Hi, I have a real head scratcher with a 2004 F350 6.0L crank no start. About 1 week before any trouble, I replaced the EGR Valve with a cheap new one off ebay. Code went away and truck ran fine. My dad plowed with it for a storm, and truck ran well. After that, he took it on about a 70 mile drive, and experienced low power, similar to a clogged fuel filter. The trip ended with the truck driving poorly, eventually only going 5 mph and dying.

We had the truck towed to our garage, and after a lot of cranking, I got the truck starting but running rough. Once started, pressing the accelerator gave no response to the motor.

The truck has 220,000 miles on it. We just put a rebuilt transmission in it. The motor was replaced at 130,000 miles with an engine that had 80,000 miles on it, so this motor has about 170,000 miles on it. The motor was replaced by someone who wasn’t very professional, but it did work very well for almost 90,000 miles.

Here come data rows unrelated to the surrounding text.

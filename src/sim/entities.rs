//! Player, projectiles, bombs, enemies and power-ups
//!
//! Positions are top-left corners for box-shaped entities (player, enemy,
//! power-up) and centers for round ones (projectile, bomb). Velocities are
//! pixels per frame.

use glam::Vec2;
use rand::Rng;
use serde::Serialize;

use super::collision::{Aabb, is_off_bounds};
use crate::consts::*;

/// The player's ship
#[derive(Debug, Clone, Serialize)]
pub struct Player {
    /// Top-left corner
    pub pos: Vec2,
    pub size: Vec2,
    pub speed: f32,
    pub hp: i32,
    pub max_hp: i32,
    pub lives: u32,
    pub score: u64,
    /// Weapon tier in [1, MAX_WEAPON_TIER]
    pub weapon_tier: u8,
    /// Frames between tier-1 shots
    pub fire_rate: u32,
    /// Frames until the next shot is allowed
    pub fire_cooldown: u32,
    /// Frames until the next bomb is allowed
    pub bomb_cooldown: u32,
    pub projectiles: Vec<Projectile>,
}

impl Player {
    pub fn new(pos: Vec2) -> Self {
        Self {
            pos,
            size: Vec2::splat(PLAYER_SIZE),
            speed: PLAYER_SPEED,
            hp: PLAYER_MAX_HP,
            max_hp: PLAYER_MAX_HP,
            lives: PLAYER_LIVES,
            score: 0,
            weapon_tier: 1,
            fire_rate: PLAYER_FIRE_RATE,
            fire_cooldown: 0,
            bomb_cooldown: 0,
            projectiles: Vec::new(),
        }
    }

    /// Spawn point: horizontally centered, near the bottom
    pub fn spawn_position() -> Vec2 {
        Vec2::new(SCREEN_WIDTH / 2.0, SCREEN_HEIGHT - 150.0)
    }

    pub fn center(&self) -> Vec2 {
        self.pos + self.size * 0.5
    }

    pub fn bounds(&self) -> Aabb {
        Aabb::from_top_left(self.pos, self.size)
    }

    /// Move by a movement intent; diagonals are normalized and the ship stays
    /// inside the playfield
    pub fn apply_movement(&mut self, intent: Vec2) {
        let intent = if intent.length_squared() > 1.0 {
            intent.normalize()
        } else {
            intent
        };
        self.pos += intent * self.speed;
        self.pos.x = self.pos.x.clamp(0.0, SCREEN_WIDTH - self.size.x);
        self.pos.y = self.pos.y.clamp(0.0, SCREEN_HEIGHT - self.size.y);
    }

    /// Fire toward `target` if the cooldown allows. Returns true if shots were fired.
    pub fn shoot<R: Rng>(&mut self, target: Vec2, rng: &mut R) -> bool {
        if self.fire_cooldown > 0 {
            return false;
        }
        let origin = self.center();
        let to_target = target - origin;
        let aim = to_target.y.atan2(to_target.x);

        match self.weapon_tier {
            1 => {
                self.projectiles.push(Projectile::new(origin, aim, 10.0, 1));
                self.fire_cooldown = self.fire_rate;
            }
            2 => {
                for offset_deg in [-6.0f32, 0.0, 6.0] {
                    let angle = aim + offset_deg.to_radians();
                    self.projectiles.push(Projectile::new(origin, angle, 11.0, 1));
                }
                self.fire_cooldown = self.fire_rate.saturating_sub(2).max(6);
            }
            _ => {
                for _ in 0..5 {
                    let spread = rng.random_range(-10.0f32..=10.0).to_radians();
                    self.projectiles
                        .push(Projectile::new(origin, aim + spread, 12.0, 1));
                }
                self.fire_cooldown = self.fire_rate.saturating_sub(4).max(4);
            }
        }
        true
    }

    /// Arm a bomb at the ship's center if the bomb cooldown allows
    pub fn drop_bomb(&mut self) -> Option<Bomb> {
        if self.bomb_cooldown > 0 {
            return None;
        }
        self.bomb_cooldown = BOMB_COOLDOWN_TICKS;
        Some(Bomb::new(self.center()))
    }

    /// Raise the weapon tier by one, capped. Returns true if the tier changed.
    pub fn upgrade_weapon(&mut self) -> bool {
        if self.weapon_tier >= MAX_WEAPON_TIER {
            return false;
        }
        self.weapon_tier += 1;
        true
    }

    /// Tick cooldowns and move projectiles, dropping those that left the field
    pub fn advance(&mut self) {
        self.fire_cooldown = self.fire_cooldown.saturating_sub(1);
        self.bomb_cooldown = self.bomb_cooldown.saturating_sub(1);
        for p in self.projectiles.iter_mut() {
            p.advance();
        }
        self.projectiles.retain(|p| !p.is_off());
    }
}

/// Player bullet
#[derive(Debug, Clone, Serialize)]
pub struct Projectile {
    /// Center
    pub pos: Vec2,
    pub vel: Vec2,
    pub radius: f32,
    pub damage: i32,
}

impl Projectile {
    pub fn new(pos: Vec2, angle: f32, speed: f32, damage: i32) -> Self {
        Self {
            pos,
            vel: Vec2::new(angle.cos(), angle.sin()) * speed,
            radius: PROJECTILE_RADIUS,
            damage,
        }
    }

    pub fn advance(&mut self) {
        self.pos += self.vel;
    }

    pub fn bounds(&self) -> Aabb {
        Aabb::from_center(self.pos, Vec2::splat(self.radius))
    }

    pub fn is_off(&self) -> bool {
        is_off_bounds(self.pos)
    }
}

/// What a bomb's [`Bomb::advance`] call did this frame
#[derive(Debug, Clone, Copy, PartialEq, Eq)]
pub enum BombStep {
    /// Still counting down or still growing
    Idle,
    /// Fuse ran out this frame
    Detonated,
}

/// Timed area bomb
#[derive(Debug, Clone, Serialize)]
pub struct Bomb {
    /// Center
    pub pos: Vec2,
    /// Frames until detonation
    pub fuse: u32,
    pub exploded: bool,
    pub radius: f32,
    pub max_radius: f32,
    /// The blast already hurt the player
    pub hit_player: bool,
    /// The blast already hurt the boss
    pub hit_boss: bool,
}

impl Bomb {
    pub fn new(pos: Vec2) -> Self {
        Self {
            pos,
            fuse: BOMB_FUSE_TICKS,
            exploded: false,
            radius: 0.0,
            max_radius: BOMB_MAX_RADIUS,
            hit_player: false,
            hit_boss: false,
        }
    }

    /// The fuse counts down to zero and detonates on the following frame, so a
    /// bomb created on frame T goes off on frame T + fuse.
    pub fn advance(&mut self) -> BombStep {
        if !self.exploded {
            if self.fuse == 0 {
                self.exploded = true;
                return BombStep::Detonated;
            }
            self.fuse -= 1;
        } else if self.radius < self.max_radius {
            self.radius = (self.radius + BOMB_GROWTH_PER_TICK).min(self.max_radius);
        }
        BombStep::Idle
    }

    /// Blast region; `None` while armed
    pub fn blast(&self) -> Option<Aabb> {
        self.exploded
            .then(|| Aabb::from_center(self.pos, Vec2::splat(self.radius)))
    }

    pub fn is_finished(&self) -> bool {
        self.exploded && self.radius >= self.max_radius
    }
}

/// Enemy archetypes
#[derive(Debug, Clone, Copy, PartialEq, Eq, Serialize)]
pub enum EnemyKind {
    Basic,
    Fast,
    Tank,
    Zigzag,
}

impl EnemyKind {
    pub const ALL: [EnemyKind; 4] = [
        EnemyKind::Basic,
        EnemyKind::Fast,
        EnemyKind::Tank,
        EnemyKind::Zigzag,
    ];

    pub fn hp(&self) -> i32 {
        match self {
            EnemyKind::Basic => 2,
            EnemyKind::Fast => 1,
            EnemyKind::Tank => 5,
            EnemyKind::Zigzag => 3,
        }
    }

    pub fn speed(&self) -> f32 {
        match self {
            EnemyKind::Basic => 2.2,
            EnemyKind::Fast => 3.6,
            EnemyKind::Tank => 1.0,
            EnemyKind::Zigzag => 2.0,
        }
    }

    /// Score for shooting one down
    pub fn bounty(&self) -> u64 {
        match self {
            EnemyKind::Tank => TANK_KILL_SCORE,
            _ => ENEMY_KILL_SCORE,
        }
    }
}

/// A descending enemy
#[derive(Debug, Clone, Serialize)]
pub struct Enemy {
    /// Top-left corner
    pub pos: Vec2,
    pub size: Vec2,
    pub kind: EnemyKind,
    pub hp: i32,
    /// Frame counter driving zigzag drift
    pub drift_phase: u32,
}

impl Enemy {
    pub fn new(pos: Vec2, kind: EnemyKind) -> Self {
        Self {
            pos,
            size: Vec2::splat(ENEMY_SIZE),
            kind,
            hp: kind.hp(),
            drift_phase: 0,
        }
    }

    pub fn advance(&mut self) {
        if self.kind == EnemyKind::Zigzag {
            self.pos.x += (self.drift_phase as f32 / 6.0).sin() * 2.6;
            self.drift_phase += 1;
        }
        self.pos.y += self.kind.speed();
    }

    pub fn center(&self) -> Vec2 {
        self.pos + self.size * 0.5
    }

    pub fn bounds(&self) -> Aabb {
        Aabb::from_top_left(self.pos, self.size)
    }

    /// Slipped past the bottom of the playfield
    pub fn escaped(&self) -> bool {
        self.pos.y > SCREEN_HEIGHT + OFFSCREEN_MARGIN
    }
}

/// Power-up types
#[derive(Debug, Clone, Copy, PartialEq, Eq, Serialize)]
pub enum PowerUpKind {
    Score,
    Life,
    Weapon,
}

impl PowerUpKind {
    /// Weighted draw: score 60%, life 15%, weapon 25%
    pub fn roll<R: Rng>(rng: &mut R) -> Self {
        let roll = rng.random::<f32>();
        if roll < 0.60 {
            PowerUpKind::Score
        } else if roll < 0.75 {
            PowerUpKind::Life
        } else {
            PowerUpKind::Weapon
        }
    }
}

/// A pickup waiting to be collected
#[derive(Debug, Clone, Serialize)]
pub struct PowerUp {
    /// Top-left corner
    pub pos: Vec2,
    pub kind: PowerUpKind,
    pub ttl_ticks: u32,
}

impl PowerUp {
    pub fn new(pos: Vec2, kind: PowerUpKind) -> Self {
        Self {
            pos,
            kind,
            ttl_ticks: POWERUP_TTL_TICKS,
        }
    }

    pub fn advance(&mut self) {
        self.ttl_ticks = self.ttl_ticks.saturating_sub(1);
    }

    pub fn bounds(&self) -> Aabb {
        Aabb::from_top_left(self.pos, Vec2::splat(POWERUP_SIZE))
    }

    pub fn expired(&self) -> bool {
        self.ttl_ticks == 0
    }
}
//! Axis-aligned bounding boxes
//!
//! Every hit test in the simulation is a box/box test. Entities expose their
//! hit region through [`Aabb`] and the combat passes only ever ask two questions:
//! do these boxes overlap, and is this box fully inside that one.

use glam::Vec2;
use serde::{Deserialize, Serialize};

use crate::consts::{OFFSCREEN_MARGIN, SCREEN_HEIGHT, SCREEN_WIDTH};

/// Axis-aligned box in playfield coordinates (y grows downward)
#[derive(Debug, Clone, Copy, PartialEq, Serialize, Deserialize)]
pub struct Aabb {
    pub min: Vec2,
    pub max: Vec2,
}

impl Aabb {
    /// Box from its top-left corner and size
    pub fn from_top_left(pos: Vec2, size: Vec2) -> Self {
        Self {
            min: pos,
            max: pos + size,
        }
    }

    /// Box from its center and half-extents
    pub fn from_center(center: Vec2, half: Vec2) -> Self {
        Self {
            min: center - half,
            max: center + half,
        }
    }

    pub fn width(&self) -> f32 {
        self.max.x - self.min.x
    }

    pub fn height(&self) -> f32 {
        self.max.y - self.min.y
    }

    pub fn center(&self) -> Vec2 {
        (self.min + self.max) * 0.5
    }

    /// Strict overlap test
    ///
    /// Boxes that merely touch along an edge do not intersect, and a box with
    /// zero width or height never intersects anything.
    pub fn intersects(&self, other: &Aabb) -> bool {
        if self.width() <= 0.0 || self.height() <= 0.0 {
            return false;
        }
        if other.width() <= 0.0 || other.height() <= 0.0 {
            return false;
        }
        self.min.x < other.max.x
            && other.min.x < self.max.x
            && self.min.y < other.max.y
            && other.min.y < self.max.y
    }

    /// True if `inner` lies entirely within this box (edges inclusive)
    pub fn contains(&self, inner: &Aabb) -> bool {
        inner.min.x >= self.min.x
            && inner.max.x <= self.max.x
            && inner.min.y >= self.min.y
            && inner.max.y <= self.max.y
    }
}

/// True if a point has left the playfield plus the off-screen margin
#[inline]
pub fn is_off_bounds(pos: Vec2) -> bool {
    pos.x < -OFFSCREEN_MARGIN
        || pos.x > SCREEN_WIDTH + OFFSCREEN_MARGIN
        || pos.y < -OFFSCREEN_MARGIN
        || pos.y > SCREEN_HEIGHT + OFFSCREEN_MARGIN
}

We had the truck towed to a shop that specialized in late model Ford Diesels. They have the IDS software. From here in anything in “quotes” is from the mechanic’s bill.

“1 Hour Labor, scan for codes, perform self tests, observe data from pcm. Observations: FICM output voltage 51.5V, Fuel pressure at idle 50 psi, codes for low icp indicating a bad icp sensor and/or low high pressure oil. Starter will not engage consistently interfering with further testing. Needs to be replaced before we can continue” They replaced the starter and said flexplate teeth were rounded, but the starter catches and said that was fine.

“.5 Hrs labor: Set up Test Gauge, run engine and test for proper low psi oil (ok at 80 psi)”

“4.5 Hours labor: Disassemble upper engine bay components and remove turbocharger, clean old oil residue from engine valley, set up ids for ipr command, set up air test equipment for HPO system leak test, air test the HPO System (IPR leaking, Remove ipr valve and inspect, remove icp plug and inspect, remove and replace icp sensor, inspect icp connector for updated part, replace ipr valve, pressure test HPO system again after new ipr, reinstall turbocharger along with new oil drain tube and proper hardware, apply sleeve retainer to map sensor nipple and reinstall into manifold reassemble upper engine bay components as needed, start engine and test, set up coolant system pressure gauge and monitor coolant system pressure while cranking.

Observations:

IPR Valve would not close completely and was causing a hpo system leak, icp sensor was damaged and leaking oil. icp connector was already upgraded to newer style, lots of carbon tracking indicating up-pipe exhaust leaks, this may be a previous problem that has already been corrected? Most exhaust and turbo charger clamps and v bands are installed backwards or incorrect requiring extra time to remove. Turbocharger was not properly secured to the engine, incorrect hardware install, no pedestal spacers present, incorrect o-ring on the oil drain tube, ect, ect. Oil fill tube had no o-ring and had silicone in the threads that can fall down into the cylinder head and get into the oil drains and oiling system. MAP sensor brass nipple was not secure into intake manifold allowing an air leak. Coolant bottle nipple partially broken off, firewall insulation is torn and all folded back contacting the turbo charger. Coolant hose blew off due to excessive coolant system pressure while cranking engine. Coolant system created 13psi while just cranking engine over. Most likely caused by severely blown head gasket, further testing required to confirm. Engine still does not run properly after ipr and icp replacement. Possible fuel restriction or bad hpop.”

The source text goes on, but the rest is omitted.